Actions that Illustrate Personal Nursing Philosophy
The main peculiarity of nursing philosophy is its applied nature. One should always guide one’s actions through the prism of established philosophy. In my practice, the ideas of cultural competencies influence the way of communicating with minorities. It helps to determine what topics are best not to bring up in a conversation, what can offend a person, and what aspects of health are the most important. For example, the practice with a Romani diaspora representative showed how important relatives’ opinion about the treatment trajectories is for this nationality.
Definition of the Concepts Involving the Meta-paradigm of Nursing
At my stage of learning, it seems ambitious to develop personal definitions of meta-paradigms. It is more productive to rely on established conceptualizations because of their wide applicability in the field. Then, as Bender (2018) points out, “what exists for the nursing discipline is not already-demarcated domains of nursing, person, health, and environment, but rather interdependent relations that constitute people, including nurses” (p. 6). In this understanding, the environment is a space of human social experience, the interventions of health that contribute to the increase of wellness. It means that any definition of meta-paradigms in nursing should be explained through the notions of other paradigms because of evident interdependence. In another case, nursing practice in the treatment of socially vulnerable segments of the population has demonstrated how tactfully it is necessary to discuss the issue of payment for services. The problem of social determinants of health is extremely relevant in the United States, so nursing philosophy must also consider this fact.

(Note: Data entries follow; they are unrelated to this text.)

//! Signed-request session
//!
//! [`Session`] owns the `reqwest` client and the credential set, signs every
//! outgoing request, and returns the raw response. It keeps no state across
//! calls and is cheap to clone.

use crate::config::Config;
use crate::error::SessionError;
use crate::signer;
use chrono::Utc;
use reqwest::header::{AUTHORIZATION, CONTENT_TYPE, HeaderMap, HeaderValue, USER_AGENT};
use reqwest::{Client, Method, Response};
use serde::Serialize;
use std::sync::Arc;
use std::time::Duration;
use tracing::debug;
use url::Url;
use uuid::Uuid;

const DEFAULT_USER_AGENT: &str = concat!("edgegrid-rust/", env!("CARGO_PKG_VERSION"));

const DEFAULT_TIMEOUT: Duration = Duration::from_secs(30);

/// Signed HTTP session shared by the API crates.
///
/// Each call issues exactly one request. There is no retry, no caching and
/// no shared mutable state; concurrent use is as safe as the underlying
/// `reqwest` client.
#[derive(Clone)]
pub struct Session {
    client: Client,
    config: Arc<Config>,
    base_url: String,
}

/// Builder for [`Session`].
pub struct SessionBuilder {
    config: Config,
    base_url: Option<String>,
    timeout: Duration,
    user_agent: String,
}

impl Session {
    /// Start building a session from a credential set.
    pub fn builder(config: Config) -> SessionBuilder {
        SessionBuilder {
            config,
            base_url: None,
            timeout: DEFAULT_TIMEOUT,
            user_agent: DEFAULT_USER_AGENT.to_string(),
        }
    }

    /// The credential set this session signs with.
    #[must_use]
    pub fn config(&self) -> &Config {
        &self.config
    }

    /// Base URL requests are issued against.
    #[must_use]
    pub fn base_url(&self) -> &str {
        &self.base_url
    }

    /// Issue a signed GET request.
    pub async fn get(&self, path: &str) -> Result<Response, SessionError> {
        self.execute(Method::GET, path, None).await
    }

    /// Issue a signed DELETE request.
    pub async fn delete(&self, path: &str) -> Result<Response, SessionError> {
        self.execute(Method::DELETE, path, None).await
    }

    /// Issue a signed request without a body.
    pub async fn send(&self, method: Method, path: &str) -> Result<Response, SessionError> {
        self.execute(method, path, None).await
    }

    /// Issue a signed request carrying a JSON body.
    pub async fn send_json<B: Serialize + ?Sized>(
        &self,
        method: Method,
        path: &str,
        body: &B,
    ) -> Result<Response, SessionError> {
        let bytes = serde_json::to_vec(body)?;
        self.execute(method, path, Some((bytes, "application/json")))
            .await
    }

    /// Issue a signed request carrying a raw body with an explicit
    /// content type (EdgeKV items, version bundles).
    pub async fn send_raw(
        &self,
        method: Method,
        path: &str,
        body: Vec<u8>,
        content_type: &str,
    ) -> Result<Response, SessionError> {
        self.execute(method, path, Some((body, content_type))).await
    }

    async fn execute(
        &self,
        method: Method,
        path: &str,
        body: Option<(Vec<u8>, &str)>,
    ) -> Result<Response, SessionError> {
        let mut url = Url::parse(&format!("{}{path}", self.base_url))
            .map_err(|err| SessionError::InvalidUrl(format!("{path}: {err}")))?;

        if let Some(account_key) = &self.config.account_key {
            url.query_pairs_mut()
                .append_pair("accountSwitchKey", account_key);
        }

        let mut headers = HeaderMap::new();
        if let Some((_, content_type)) = &body {
            let value = HeaderValue::from_str(content_type)
                .map_err(|_| SessionError::config(format!("invalid content type: {content_type}")))?;
            headers.insert(CONTENT_TYPE, value);
        }

        let timestamp = Utc::now().format(signer::TIMESTAMP_FORMAT).to_string();
        let nonce = Uuid::new_v4().to_string();
        let body_bytes = body.as_ref().map_or(&[][..], |(bytes, _)| bytes.as_slice());
        let auth = signer::authorization(
            &self.config,
            &method,
            &url,
            &headers,
            body_bytes,
            &timestamp,
            &nonce,
        );

        debug!(method = %method, url = %url, "executing signed request");

        let mut request = self
            .client
            .request(method, url)
            .headers(headers)
            .header(AUTHORIZATION, auth);
        if let Some((bytes, _)) = body {
            request = request.body(bytes);
        }

        Ok(request.send().await?)
    }
}

impl SessionBuilder {
    /// Override the base URL (plain-http endpoints are accepted, which is
    /// what test servers use). Defaults to `https://{config.host}`.
    #[must_use]
    pub fn base_url(mut self, base_url: impl Into<String>) -> Self {
        self.base_url = Some(base_url.into());
        self
    }

    /// Set the request timeout. Defaults to 30 seconds.
    #[must_use]
    pub fn timeout(mut self, timeout: Duration) -> Self {
        self.timeout = timeout;
        self
    }

    /// Override the user agent header.
    #[must_use]
    pub fn user_agent(mut self, user_agent: impl Into<String>) -> Self {
        self.user_agent = user_agent.into();
        self
    }

    /// Validate the configuration and build the session.
    pub fn build(self) -> Result<Session, SessionError> {
        self.config.validate()?;

        let mut default_headers = HeaderMap::new();
        default_headers.insert(
            USER_AGENT,
            HeaderValue::from_str(&self.user_agent)
                .map_err(|_| SessionError::config("invalid user agent"))?,
        );

        let client = Client::builder()
            .timeout(self.timeout)
            .default_headers(default_headers)
            .build()
            .map_err(SessionError::Request)?;

        let base_url = self
            .base_url
            .unwrap_or_else(|| format!("https://{}", self.config.host))
            .trim_end_matches('/')
            .to_string();

        Ok(Session {
            client,
            config: Arc::new(self.config),
            base_url,
        })
    }
}
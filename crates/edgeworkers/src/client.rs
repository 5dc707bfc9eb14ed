//! Main API client
//!
//! [`Client`] hands out one lightweight API value per resource family and
//! hosts the shared request executors every operation funnels through:
//! issue one signed call, compare the status against exactly one expected
//! code, decode the body on success, decode the problem-details payload
//! otherwise.

use crate::endpoints::activations::ActivationsApi;
use crate::endpoints::contracts::ContractsApi;
use crate::endpoints::deactivations::DeactivationsApi;
use crate::endpoints::edgekv_access_tokens::AccessTokensApi;
use crate::endpoints::edgekv_initialize::InitializeApi;
use crate::endpoints::edgekv_items::ItemsApi;
use crate::endpoints::edgekv_namespaces::NamespacesApi;
use crate::endpoints::ids::IdsApi;
use crate::endpoints::resource_tiers::ResourceTiersApi;
use crate::endpoints::secure_tokens::SecureTokensApi;
use crate::endpoints::versions::VersionsApi;
use crate::error::{ApiError, Error, Result};
use edgegrid::{Session, SessionError};
use reqwest::{Method, Response, StatusCode};
use serde::Serialize;
use serde::de::DeserializeOwned;

/// EdgeWorkers/EdgeKV API client.
///
/// Stateless apart from the signed session it wraps; cloning is cheap and
/// clones share the same underlying HTTP client.
#[derive(Clone)]
pub struct Client {
    session: Session,
}

impl Client {
    /// Create a client over a signed session.
    #[must_use]
    pub fn new(session: Session) -> Self {
        Self { session }
    }

    /// The underlying signed session.
    #[must_use]
    pub fn session(&self) -> &Session {
        &self.session
    }

    // -------------------------------------------------------------------------
    // Resource API accessors
    // -------------------------------------------------------------------------

    /// Access EdgeWorker activation operations
    #[must_use]
    pub fn activations(&self) -> ActivationsApi {
        ActivationsApi::new(self.clone())
    }

    /// Access EdgeWorker deactivation operations
    #[must_use]
    pub fn deactivations(&self) -> DeactivationsApi {
        DeactivationsApi::new(self.clone())
    }

    /// Access contract listing
    #[must_use]
    pub fn contracts(&self) -> ContractsApi {
        ContractsApi::new(self.clone())
    }

    /// Access resource tier operations
    #[must_use]
    pub fn resource_tiers(&self) -> ResourceTiersApi {
        ResourceTiersApi::new(self.clone())
    }

    /// Access EdgeWorker ID operations
    #[must_use]
    pub fn ids(&self) -> IdsApi {
        IdsApi::new(self.clone())
    }

    /// Access EdgeWorker version operations
    #[must_use]
    pub fn versions(&self) -> VersionsApi {
        VersionsApi::new(self.clone())
    }

    /// Access secure token creation
    #[must_use]
    pub fn secure_tokens(&self) -> SecureTokensApi {
        SecureTokensApi::new(self.clone())
    }

    /// Access EdgeKV namespace operations
    #[must_use]
    pub fn edgekv_namespaces(&self) -> NamespacesApi {
        NamespacesApi::new(self.clone())
    }

    /// Access EdgeKV access token operations
    #[must_use]
    pub fn edgekv_access_tokens(&self) -> AccessTokensApi {
        AccessTokensApi::new(self.clone())
    }

    /// Access EdgeKV item operations
    #[must_use]
    pub fn edgekv_items(&self) -> ItemsApi {
        ItemsApi::new(self.clone())
    }

    /// Access EdgeKV database initialization
    #[must_use]
    pub fn edgekv_initialize(&self) -> InitializeApi {
        InitializeApi::new(self.clone())
    }

    // -------------------------------------------------------------------------
    // Shared executors
    // -------------------------------------------------------------------------

    /// GET expecting a JSON body.
    pub(crate) async fn get_json<T: DeserializeOwned>(
        &self,
        op: &'static str,
        path: &str,
        expected: StatusCode,
    ) -> Result<T> {
        let response = self
            .session
            .get(path)
            .await
            .map_err(|err| Error::transport(op, err))?;
        self.decode_json(op, response, expected).await
    }

    /// Bodyless request expecting a JSON response.
    pub(crate) async fn request_json<T: DeserializeOwned>(
        &self,
        op: &'static str,
        method: Method,
        path: &str,
        expected: StatusCode,
    ) -> Result<T> {
        let response = self
            .session
            .send(method, path)
            .await
            .map_err(|err| Error::transport(op, err))?;
        self.decode_json(op, response, expected).await
    }

    /// JSON-bodied request expecting a JSON response.
    pub(crate) async fn send_json<T: DeserializeOwned, B: Serialize + ?Sized>(
        &self,
        op: &'static str,
        method: Method,
        path: &str,
        body: &B,
        expected: StatusCode,
    ) -> Result<T> {
        let response = self
            .session
            .send_json(method, path, body)
            .await
            .map_err(|err| Error::transport(op, err))?;
        self.decode_json(op, response, expected).await
    }

    /// Bodyless request where success carries no payload (204 deletes).
    pub(crate) async fn send_no_content(
        &self,
        op: &'static str,
        method: Method,
        path: &str,
        expected: StatusCode,
    ) -> Result<()> {
        let response = self
            .session
            .send(method, path)
            .await
            .map_err(|err| Error::transport(op, err))?;
        self.check_status(op, response, expected).await?;
        Ok(())
    }

    /// Request whose successful response body is raw text (EdgeKV items).
    pub(crate) async fn send_text(
        &self,
        op: &'static str,
        method: Method,
        path: &str,
        body: Option<(Vec<u8>, &str)>,
        expected: StatusCode,
    ) -> Result<String> {
        let result = match body {
            Some((bytes, content_type)) => {
                self.session.send_raw(method, path, bytes, content_type).await
            }
            None => self.session.send(method, path).await,
        };
        let response = result.map_err(|err| Error::transport(op, err))?;
        let response = self.check_status(op, response, expected).await?;
        response
            .text()
            .await
            .map_err(|err| Error::transport(op, SessionError::Request(err)))
    }

    /// GET whose successful response body is raw bytes (version bundles).
    pub(crate) async fn get_bytes(
        &self,
        op: &'static str,
        path: &str,
        expected: StatusCode,
    ) -> Result<Vec<u8>> {
        let response = self
            .session
            .get(path)
            .await
            .map_err(|err| Error::transport(op, err))?;
        let response = self.check_status(op, response, expected).await?;
        response
            .bytes()
            .await
            .map(|bytes| bytes.to_vec())
            .map_err(|err| Error::transport(op, SessionError::Request(err)))
    }

    /// Raw-bodied request expecting a JSON response (version uploads).
    pub(crate) async fn send_raw_json<T: DeserializeOwned>(
        &self,
        op: &'static str,
        method: Method,
        path: &str,
        body: Vec<u8>,
        content_type: &str,
        expected: StatusCode,
    ) -> Result<T> {
        let response = self
            .session
            .send_raw(method, path, body, content_type)
            .await
            .map_err(|err| Error::transport(op, err))?;
        self.decode_json(op, response, expected).await
    }

    async fn decode_json<T: DeserializeOwned>(
        &self,
        op: &'static str,
        response: Response,
        expected: StatusCode,
    ) -> Result<T> {
        let response = self.check_status(op, response, expected).await?;
        response
            .json()
            .await
            .map_err(|err| Error::transport(op, SessionError::Request(err)))
    }

    async fn check_status(
        &self,
        op: &'static str,
        response: Response,
        expected: StatusCode,
    ) -> Result<Response> {
        if response.status() == expected {
            Ok(response)
        } else {
            Err(Error::api(op, ApiError::from_response(response).await))
        }
    }
}
//! Deactivation lifecycle: list, get, deactivate.

mod common;

use common::test_client;
use edgeworkers::Error;
use edgeworkers::endpoints::activations::ActivationNetwork;
use edgeworkers::endpoints::deactivations::{
    DeactivateVersion, DeactivateVersionRequest, GetDeactivationRequest, ListDeactivationsRequest,
};
use edgeworkers::error::NOT_FOUND;
use httpmock::prelude::*;
use serde_json::json;

#[tokio::test]
async fn list_deactivations_decodes_fixture() {
    let server = MockServer::start_async().await;
    let mock = server
        .mock_async(|when, then| {
            when.method(GET)
                .path("/edgeworkers/v1/ids/42/deactivations")
                .query_param("version", "2");
            then.status(200)
                .header("content-type", "application/json")
                .body(
                    r#"{
                        "deactivations": [
                            {
                                "edgeWorkerId": 42,
                                "version": "2",
                                "deactivationId": 1,
                                "accountId": "1-AB2CD",
                                "status": "PENDING",
                                "network": "PRODUCTION",
                                "note": "rolling back",
                                "createdBy": "jdoe",
                                "createdTime": "2021-04-09T09:03:28Z",
                                "lastModifiedTime": "2021-04-09T09:04:42Z"
                            }
                        ]
                    }"#,
                );
        })
        .await;

    let client = test_client(&server);
    let response = client
        .deactivations()
        .list(ListDeactivationsRequest {
            edgeworker_id: 42,
            version: Some("2".to_string()),
        })
        .await
        .unwrap();

    mock.assert_async().await;
    assert_eq!(response.deactivations.len(), 1);
    let deactivation = &response.deactivations[0];
    assert_eq!(deactivation.deactivation_id, 1);
    assert_eq!(deactivation.network, ActivationNetwork::PRODUCTION);
    assert_eq!(deactivation.note.as_deref(), Some("rolling back"));
}

#[tokio::test]
async fn deactivate_version_posts_body_and_expects_201() {
    let server = MockServer::start_async().await;
    let mock = server
        .mock_async(|when, then| {
            when.method(POST)
                .path("/edgeworkers/v1/ids/42/deactivations")
                .json_body(json!({
                    "network": "STAGING",
                    "note": "no longer needed",
                    "version": "2"
                }));
            then.status(201)
                .header("content-type", "application/json")
                .body(
                    r#"{
                        "edgeWorkerId": 42,
                        "version": "2",
                        "deactivationId": 3,
                        "accountId": "1-AB2CD",
                        "status": "PRESUBMIT",
                        "network": "STAGING",
                        "note": "no longer needed",
                        "createdBy": "jdoe",
                        "createdTime": "2021-04-09T09:03:28Z",
                        "lastModifiedTime": "2021-04-09T09:03:28Z"
                    }"#,
                );
        })
        .await;

    let client = test_client(&server);
    let deactivation = client
        .deactivations()
        .deactivate_version(DeactivateVersionRequest {
            edgeworker_id: 42,
            body: DeactivateVersion {
                network: ActivationNetwork::STAGING,
                note: Some("no longer needed".to_string()),
                version: "2".to_string(),
            },
        })
        .await
        .unwrap();

    mock.assert_async().await;
    assert_eq!(deactivation.deactivation_id, 3);
}

#[tokio::test]
async fn deactivate_version_requires_network_and_version() {
    let server = MockServer::start_async().await;
    let mock = server
        .mock_async(|when, then| {
            when.path_contains("/");
            then.status(200).body("{}");
        })
        .await;

    let client = test_client(&server);
    let err = client
        .deactivations()
        .deactivate_version(DeactivateVersionRequest {
            edgeworker_id: 42,
            body: DeactivateVersion::default(),
        })
        .await
        .unwrap_err();

    assert_eq!(mock.hits_async().await, 0);
    assert!(matches!(err, Error::Validation { .. }));
    assert_eq!(
        err.to_string(),
        "deactivating version: struct validation: \
         network: cannot be blank; version: cannot be blank"
    );
}

#[tokio::test]
async fn get_deactivation_missing_edgeworker_maps_to_sentinel() {
    let server = MockServer::start_async().await;
    server
        .mock_async(|when, then| {
            when.method(GET).path("/edgeworkers/v1/ids/9999/deactivations/1");
            then.status(404)
                .header("content-type", "application/json")
                .body(
                    r#"{
                        "detail": "Unable to find the requested EdgeWorker ID",
                        "errorCode": "EW2002",
                        "instance": "/edgeworkers/error-instances/xyz",
                        "status": 404,
                        "title": "Invalid Request",
                        "type": "/edgeworkers/error-types/edgeworkers-bad-request"
                    }"#,
                );
        })
        .await;

    let client = test_client(&server);
    let err = client
        .deactivations()
        .get(GetDeactivationRequest {
            edgeworker_id: 9999,
            deactivation_id: 1,
        })
        .await
        .unwrap_err();

    assert!(err.matches(NOT_FOUND));
    assert_eq!(err.as_api_error().unwrap().status, 404);
}
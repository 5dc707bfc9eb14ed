//! EdgeKV access tokens
//!
//! Access tokens are what EdgeWorkers code presents to EdgeKV at runtime.
//! Tokens are created with a namespace permission map and retrieved,
//! listed and revoked by name.

use crate::client::Client;
use crate::endpoints::query_string;
use crate::error::{Error, Result};
use crate::validation::ValidationErrors;
use reqwest::{Method, StatusCode};
use serde::{Deserialize, Serialize};
use std::borrow::Cow;
use std::collections::BTreeMap;
use std::fmt;
use tracing::debug;

const OP_CREATE_TOKEN: &str = "creating EdgeKV access token";
const OP_GET_TOKEN: &str = "getting EdgeKV access token";
const OP_LIST_TOKENS: &str = "listing EdgeKV access tokens";
const OP_DELETE_TOKEN: &str = "deleting EdgeKV access token";

const MAX_NAME_LEN: usize = 32;

/// A single namespace permission: read, write or delete.
#[derive(Debug, Clone, PartialEq, Eq, Serialize, Deserialize)]
#[serde(transparent)]
pub struct Permission(Cow<'static, str>);

impl Permission {
    /// Read access
    pub const READ: Self = Self(Cow::Borrowed("r"));
    /// Write access
    pub const WRITE: Self = Self(Cow::Borrowed("w"));
    /// Delete access
    pub const DELETE: Self = Self(Cow::Borrowed("d"));

    /// Wrap an arbitrary value; anything outside the allowed set fails
    /// request validation.
    pub fn new(value: impl Into<String>) -> Self {
        Self(Cow::Owned(value.into()))
    }

    /// The wire value.
    #[must_use]
    pub fn as_str(&self) -> &str {
        &self.0
    }

    fn is_valid(&self) -> bool {
        matches!(self.as_str(), "r" | "w" | "d")
    }
}

impl fmt::Display for Permission {
    fn fmt(&self, f: &mut fmt::Formatter<'_>) -> fmt::Result {
        f.write_str(self.as_str())
    }
}

/// Namespace name to granted permissions.
pub type NamespacePermissions = BTreeMap<String, Vec<Permission>>;

/// Parameters for creating an access token. Doubles as the request body.
#[derive(Debug, Clone, Default, PartialEq, Eq, Serialize, Deserialize)]
#[serde(rename_all = "camelCase")]
pub struct CreateAccessTokenRequest {
    /// Whether the token is valid on the production network
    pub allow_on_production: bool,
    /// Whether the token is valid on the staging network
    pub allow_on_staging: bool,
    /// Friendly token name, 1 to 32 characters; tokens are retrieved by it
    pub name: String,
    /// Namespaces the token can reach, with per-namespace permissions
    pub namespace_permissions: NamespacePermissions,
    /// EdgeWorker IDs allowed to use the token; empty authorizes all
    #[serde(rename = "restrictToEdgeWorkerIds", skip_serializing_if = "Vec::is_empty")]
    pub restrict_to_edgeworker_ids: Vec<String>,
}

/// An access token as it appears in listings.
#[derive(Debug, Clone, Default, PartialEq, Eq, Serialize, Deserialize)]
#[serde(default, rename_all = "camelCase")]
pub struct AccessToken {
    /// Expiry date, ISO-8601
    pub expiry: String,
    /// Token name
    pub name: String,
    /// Server-assigned token identifier
    pub uuid: String,
    /// `IN_PROGRESS`, `COMPLETE` or `ERROR`
    pub token_activation_status: Option<String>,
    /// Initial creation date, ISO-8601
    pub issue_date: Option<String>,
    /// Most recent refresh date; null when never refreshed
    pub latest_refresh_date: Option<String>,
    /// Next scheduled refresh date
    pub next_scheduled_refresh_date: Option<String>,
}

/// Full token representation returned by create and get.
#[derive(Debug, Clone, Default, PartialEq, Eq, Serialize, Deserialize)]
#[serde(default, rename_all = "camelCase")]
pub struct AccessTokenDetails {
    /// Whether the token is valid on the production network
    pub allow_on_production: bool,
    /// Whether the token is valid on the staging network
    pub allow_on_staging: bool,
    /// CP code the token's traffic is billed under
    pub cpcode: String,
    /// Expiry date, ISO-8601
    pub expiry: String,
    /// Initial creation date, ISO-8601
    pub issue_date: String,
    /// Most recent refresh date; null when never refreshed
    pub latest_refresh_date: Option<String>,
    /// Token name
    pub name: String,
    /// Namespaces the token can reach
    pub namespace_permissions: NamespacePermissions,
    /// Next scheduled refresh date
    pub next_scheduled_refresh_date: String,
    /// EdgeWorker IDs allowed to use the token
    #[serde(rename = "restrictToEdgeWorkerIds")]
    pub restrict_to_edgeworker_ids: Option<Vec<String>>,
    /// `IN_PROGRESS`, `COMPLETE` or `ERROR`
    pub token_activation_status: String,
    /// Server-assigned token identifier
    pub uuid: String,
}

/// Parameters for fetching a token by name.
#[derive(Debug, Clone, Default, PartialEq, Eq)]
pub struct GetAccessTokenRequest {
    /// Token name
    pub token_name: String,
}

/// Parameters for listing tokens.
#[derive(Debug, Clone, Default, PartialEq, Eq)]
pub struct ListAccessTokensRequest {
    /// Include tokens that are already expired
    pub include_expired: bool,
}

/// Response of the token listing.
#[derive(Debug, Clone, Default, PartialEq, Eq, Serialize, Deserialize)]
pub struct ListAccessTokensResponse {
    /// Known tokens
    pub tokens: Vec<AccessToken>,
}

/// Parameters for revoking a token.
#[derive(Debug, Clone, Default, PartialEq, Eq)]
pub struct DeleteAccessTokenRequest {
    /// Token name
    pub token_name: String,
}

/// Response of the token revocation.
#[derive(Debug, Clone, Default, PartialEq, Eq, Serialize, Deserialize)]
pub struct DeleteAccessTokenResponse {
    /// Revoked token name
    pub name: String,
    /// Revoked token identifier
    pub uuid: String,
}

impl CreateAccessTokenRequest {
    /// Validate the request.
    pub fn validate(&self) -> std::result::Result<(), ValidationErrors> {
        let mut errors = ValidationErrors::new();
        if self.name.is_empty() {
            errors.add("name", "cannot be blank");
        } else if self.name.len() > MAX_NAME_LEN {
            errors.add("name", format!("the length must be between 1 and {MAX_NAME_LEN}"));
        }
        if !self.allow_on_staging && !self.allow_on_production {
            errors.add(
                "allow_on_staging",
                "at least one of staging or production must be allowed",
            );
        }
        if self.namespace_permissions.is_empty() {
            errors.add("namespace_permissions", "cannot be blank");
        }
        for (namespace, permissions) in &self.namespace_permissions {
            if namespace.is_empty() {
                errors.add("namespace_permissions", "namespace name cannot be blank");
            }
            if permissions.is_empty() {
                errors.add("namespace_permissions", "permissions cannot be blank");
            }
            for permission in permissions {
                if !permission.is_valid() {
                    errors.add(
                        "namespace_permissions",
                        format!(
                            "value '{permission}' is invalid. Must be one of: 'r', 'w' or 'd'"
                        ),
                    );
                }
            }
        }
        errors.finish()
    }
}

impl GetAccessTokenRequest {
    /// Validate the request.
    pub fn validate(&self) -> std::result::Result<(), ValidationErrors> {
        let mut errors = ValidationErrors::new();
        errors.require_str("token_name", &self.token_name);
        errors.finish()
    }
}

impl DeleteAccessTokenRequest {
    /// Validate the request.
    pub fn validate(&self) -> std::result::Result<(), ValidationErrors> {
        let mut errors = ValidationErrors::new();
        errors.require_str("token_name", &self.token_name);
        errors.finish()
    }
}

/// EdgeKV access tokens API.
#[derive(Clone)]
pub struct AccessTokensApi {
    client: Client,
}

impl AccessTokensApi {
    pub(crate) fn new(client: Client) -> Self {
        Self { client }
    }

    /// Create an access token. The remote answers 200 for this create.
    ///
    /// POST `/edgekv/v1/tokens`
    pub async fn create(&self, params: CreateAccessTokenRequest) -> Result<AccessTokenDetails> {
        debug!("create EdgeKV access token");
        params
            .validate()
            .map_err(|errors| Error::validation(OP_CREATE_TOKEN, errors))?;

        self.client
            .send_json(
                OP_CREATE_TOKEN,
                Method::POST,
                "/edgekv/v1/tokens",
                &params,
                StatusCode::OK,
            )
            .await
    }

    /// Fetch a token by name.
    ///
    /// GET `/edgekv/v1/tokens/{name}`
    pub async fn get(&self, params: GetAccessTokenRequest) -> Result<AccessTokenDetails> {
        debug!("get EdgeKV access token");
        params
            .validate()
            .map_err(|errors| Error::validation(OP_GET_TOKEN, errors))?;

        let path = format!("/edgekv/v1/tokens/{}", params.token_name);
        self.client.get_json(OP_GET_TOKEN, &path, StatusCode::OK).await
    }

    /// List tokens, optionally including expired ones.
    ///
    /// GET `/edgekv/v1/tokens[?includeExpired=true]`
    pub async fn list(&self, params: ListAccessTokensRequest) -> Result<ListAccessTokensResponse> {
        debug!("list EdgeKV access tokens");

        let mut path = "/edgekv/v1/tokens".to_string();
        if params.include_expired {
            path.push('?');
            path.push_str(&query_string(&[("includeExpired", "true")]));
        }
        self.client
            .get_json(OP_LIST_TOKENS, &path, StatusCode::OK)
            .await
    }

    /// Revoke a token.
    ///
    /// DELETE `/edgekv/v1/tokens/{name}`
    pub async fn delete(&self, params: DeleteAccessTokenRequest) -> Result<DeleteAccessTokenResponse> {
        debug!("delete EdgeKV access token");
        params
            .validate()
            .map_err(|errors| Error::validation(OP_DELETE_TOKEN, errors))?;

        let path = format!("/edgekv/v1/tokens/{}", params.token_name);
        self.client
            .request_json(OP_DELETE_TOKEN, Method::DELETE, &path, StatusCode::OK)
            .await
    }
}

#[cfg(test)]
mod tests {
    use super::*;

    fn valid_request() -> CreateAccessTokenRequest {
        CreateAccessTokenRequest {
            allow_on_production: false,
            allow_on_staging: true,
            name: "devexp-token-1".to_string(),
            namespace_permissions: NamespacePermissions::from([(
                "default".to_string(),
                vec![Permission::READ, Permission::WRITE, Permission::DELETE],
            )]),
            restrict_to_edgeworker_ids: vec!["42".to_string()],
        }
    }

    #[test]
    fn test_valid_request_passes() {
        assert!(valid_request().validate().is_ok());
    }

    #[test]
    fn test_requires_some_network() {
        let request = CreateAccessTokenRequest {
            allow_on_staging: false,
            ..valid_request()
        };
        let errors = request.validate().unwrap_err();
        assert_eq!(
            errors.field("allow_on_staging"),
            Some("at least one of staging or production must be allowed")
        );
    }

    #[test]
    fn test_rejects_unknown_permission() {
        let request = CreateAccessTokenRequest {
            namespace_permissions: NamespacePermissions::from([(
                "default".to_string(),
                vec![Permission::new("x")],
            )]),
            ..valid_request()
        };
        let errors = request.validate().unwrap_err();
        assert_eq!(
            errors.field("namespace_permissions"),
            Some("value 'x' is invalid. Must be one of: 'r', 'w' or 'd'")
        );
    }

    #[test]
    fn test_token_details_deserialize() {
        let json = r#"{
            "allowOnProduction": false,
            "allowOnStaging": true,
            "cpcode": "123456",
            "expiry": "2022-03-30",
            "issueDate": "2022-01-04",
            "latestRefreshDate": null,
            "name": "devexp-token-1",
            "namespacePermissions": {
                "default": ["r", "w", "d"]
            },
            "nextScheduledRefreshDate": "2022-02-04",
            "restrictToEdgeWorkerIds": null,
            "tokenActivationStatus": "IN_PROGRESS",
            "uuid": "12f4792a-a8b8-5c28-a0b6-cfd6a3a4a4ab"
        }"#;

        let details: AccessTokenDetails = serde_json::from_str(json).unwrap();
        assert!(details.allow_on_staging);
        assert_eq!(details.cpcode, "123456");
        assert_eq!(details.restrict_to_edgeworker_ids, None);
        assert_eq!(
            details.namespace_permissions["default"],
            vec![Permission::READ, Permission::WRITE, Permission::DELETE]
        );
    }
}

In general, the first written philosophy of nursing incorporated my deep core beliefs about this practice. These convictions are hard to change, so it seems that even further research cannot entirely alter these principles. However, the range of suggested questions provoked some new thoughts to slightly detail my understanding of nursing philosophy. Firstly, I fully realized the possibility that some critical junctures in patient care may become the reasons for some clarifications of nursing philosophy. As was mentioned about family communication, my literature review forced me to incorporate support for families as an important part of written philosophy. Secondly, the question about personal conflict with nursing philosophy has also emphasized the importance of being consistent with initial values.
To conclude, the outlook on the suggested question effectively reconsidered the initially written nursing philosophy. It showed some context-specific scenarios that may put them in danger or clarify some beliefs about treating patients properly. The underpinnings of academic philosophy should guide nursing philosophy. One should be committed to entrenched principles and not alter them by the influence of personal biases. The understanding of meta-paradigms of nursing needs to be multidimensional and based on the interdependence of nursing, the environment, human beings, and health.
Bender, M. (2018). Re‐conceptualizing the nursing metaparadigm: Articulating the philosophical ontology of the nursing discipline that orients inquiry and practice. Nursing Inquiry, 25(3), 1-9.
Reed, P. G. (2018). Philosophical issues and nursing science. Nursing Science Quarterly, 31(1), 31-35.
Wittenberg, E., Reb, A., & Kanter, E. (2018). Communicating with patients and families around difficult topics in cancer care using the COMFORT communication curriculum. Seminars in Oncology Nursing, 34(3), 264-273.